Start of Block

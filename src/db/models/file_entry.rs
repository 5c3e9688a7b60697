// src/db/models/file_entry.rs

//! FileEntry model - paths owned by installed packages

use crate::error::Result;
use rusqlite::{Connection, OptionalExtension, Row, params};

/// `kind` value of directory rows
pub const KIND_DIRECTORY: &str = "dir";

/// A path owned by a package, as recorded at install time
#[derive(Debug, Clone, PartialEq, Eq)]
pub struct FileEntry {
    /// Logical path (prefix applied, destination root not)
    pub path: String,
    pub package: String,
    /// `file`, `dir` or `slink`
    pub kind: String,
    pub checksum: String,
    pub uid: u32,
    pub gid: u32,
    pub flags: u32,
    pub mode: u32,
}

impl FileEntry {
    /// Insert, replacing any existing row for the same path
    pub fn upsert(&self, conn: &Connection) -> Result<()> {
        conn.execute(
            "INSERT OR REPLACE INTO files (path, package, kind, checksum, uid, gid, flags, mode)
             VALUES (?1, ?2, ?3, ?4, ?5, ?6, ?7, ?8)",
            params![
                &self.path,
                &self.package,
                &self.kind,
                &self.checksum,
                self.uid,
                self.gid,
                self.flags,
                self.mode,
            ],
        )?;
        Ok(())
    }

    pub fn find_by_path(conn: &Connection, path: &str) -> Result<Option<Self>> {
        let mut stmt = conn.prepare(
            "SELECT path, package, kind, checksum, uid, gid, flags, mode
             FROM files WHERE path = ?1",
        )?;
        let file = stmt.query_row([path], Self::from_row).optional()?;
        Ok(file)
    }

    /// All rows of a package, ordered by path
    pub fn find_by_package(conn: &Connection, package: &str) -> Result<Vec<Self>> {
        let mut stmt = conn.prepare(
            "SELECT path, package, kind, checksum, uid, gid, flags, mode
             FROM files WHERE package = ?1 ORDER BY path",
        )?;
        let files = stmt
            .query_map([package], Self::from_row)?
            .collect::<std::result::Result<Vec<_>, _>>()?;
        Ok(files)
    }

    /// Delete a single path, returning how many rows went away
    pub fn delete(conn: &Connection, path: &str) -> Result<usize> {
        let removed = conn.execute("DELETE FROM files WHERE path = ?1", [path])?;
        Ok(removed)
    }

    /// Delete the non-directory rows of a package
    pub fn delete_files_by_package(conn: &Connection, package: &str) -> Result<usize> {
        let removed = conn.execute(
            "DELETE FROM files WHERE package = ?1 AND kind != ?2",
            params![package, KIND_DIRECTORY],
        )?;
        Ok(removed)
    }

    /// Delete the directory rows of a package
    pub fn delete_directories_by_package(conn: &Connection, package: &str) -> Result<usize> {
        let removed = conn.execute(
            "DELETE FROM files WHERE package = ?1 AND kind = ?2",
            params![package, KIND_DIRECTORY],
        )?;
        Ok(removed)
    }

    fn from_row(row: &Row) -> rusqlite::Result<Self> {
        Ok(Self {
            path: row.get(0)?,
            package: row.get(1)?,
            kind: row.get(2)?,
            checksum: row.get(3)?,
            uid: row.get(4)?,
            gid: row.get(5)?,
            flags: row.get(6)?,
            mode: row.get(7)?,
        })
    }
}
// src/commands/mod.rs
//! Command handlers for the pkgtools CLI

mod install;
mod query;

pub use install::cmd_install;
pub use query::{cmd_files, cmd_list};

use anyhow::{Context, Result};
use std::path::Path;
use tracing::info;

/// Create the catalog database
pub fn cmd_init(db_path: &Path) -> Result<()> {
    info!("Initializing catalog at: {}", db_path.display());
    pkgtools::db::init(db_path)
        .with_context(|| format!("Failed to initialize catalog at {}", db_path.display()))?;
    println!("Catalog initialized at: {}", db_path.display());
    Ok(())
}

End of Block

### Exercise goal:
From the first line to the last, return the data exactly.

### Exercise output:
filename src/db/models/file_entry.rs
repository 5c3e9688a7b60697
// src/db/models/file_entry.rs

//! FileEntry model - paths owned by installed packages

use crate::error::Result;
use rusqlite::{Connection, OptionalExtension, Row, params};

/// `kind` value of directory rows
pub const KIND_DIRECTORY: &str = "dir";

/// A path owned by a package, as recorded at install time
#[derive(Debug, Clone, PartialEq, Eq)]
pub struct FileEntry {
    /// Logical path (prefix applied, destination root not)
    pub path: String,
    pub package: String,
    /// `file`, `dir` or `slink`
    pub kind: String,
    pub checksum: String,
    pub uid: u32,
    pub gid: u32,
    pub flags: u32,
    pub mode: u32,
}

impl FileEntry {
    /// Insert, replacing any existing row for the same path
    pub fn upsert(&self, conn: &Connection) -> Result<()> {
        conn.execute(
            "INSERT OR REPLACE INTO files (path, package, kind, checksum, uid, gid, flags, mode)
             VALUES (?1, ?2, ?3, ?4, ?5, ?6, ?7, ?8)",
            params![
                &self.path,
                &self.package,
                &self.kind,
                &self.checksum,
                self.uid,
                self.gid,
                self.flags,
                self.mode,
            ],
        )?;
        Ok(())
    }

    pub fn find_by_path(conn: &Connection, path: &str) -> Result<Option<Self>> {
        let mut stmt = conn.prepare(
            "SELECT path, package, kind, checksum, uid, gid, flags, mode
             FROM files WHERE path = ?1",
        )?;
        let file = stmt.query_row([path], Self::from_row).optional()?;
        Ok(file)
    }

    /// All rows of a package, ordered by path
    pub fn find_by_package(conn: &Connection, package: &str) -> Result<Vec<Self>> {
        let mut stmt = conn.prepare(
            "SELECT path, package, kind, checksum, uid, gid, flags, mode
             FROM files WHERE package = ?1 ORDER BY path",
        )?;
        let files = stmt
            .query_map([package], Self::from_row)?
            .collect::<std::result::Result<Vec<_>, _>>()?;
        Ok(files)
    }

    /// Delete a single path, returning how many rows went away
    pub fn delete(conn: &Connection, path: &str) -> Result<usize> {
        let removed = conn.execute("DELETE FROM files WHERE path = ?1", [path])?;
        Ok(removed)
    }

    /// Delete the non-directory rows of a package
    pub fn delete_files_by_package(conn: &Connection, package: &str) -> Result<usize> {
        let removed = conn.execute(
            "DELETE FROM files WHERE package = ?1 AND kind != ?2",
            params![package, KIND_DIRECTORY],
        )?;
        Ok(removed)
    }

    /// Delete the directory rows of a package
    pub fn delete_directories_by_package(conn: &Connection, package: &str) -> Result<usize> {
        let removed = conn.execute(
            "DELETE FROM files WHERE package = ?1 AND kind = ?2",
            params![package, KIND_DIRECTORY],
        )?;
        Ok(removed)
    }

    fn from_row(row: &Row) -> rusqlite::Result<Self> {
        Ok(Self {
            path: row.get(0)?,
            package: row.get(1)?,
            kind: row.get(2)?,
            checksum: row.get(3)?,
            uid: row.get(4)?,
            gid: row.get(5)?,
            flags: row.get(6)?,
            mode: row.get(7)?,
        })
    }
}
// src/commands/mod.rs
//! Command handlers for the pkgtools CLI

mod install;
mod query;

pub use install::cmd_install;
pub use query::{cmd_files, cmd_list};

use anyhow::{Context, Result};
use std::path::Path;
use tracing::info;

/// Create the catalog database
pub fn cmd_init(db_path: &Path) -> Result<()> {
    info!("Initializing catalog at: {}", db_path.display());
    pkgtools::db::init(db_path)
        .with_context(|| format!("Failed to initialize catalog at {}", db_path.display()))?;
    println!("Catalog initialized at: {}", db_path.display());
    Ok(())
}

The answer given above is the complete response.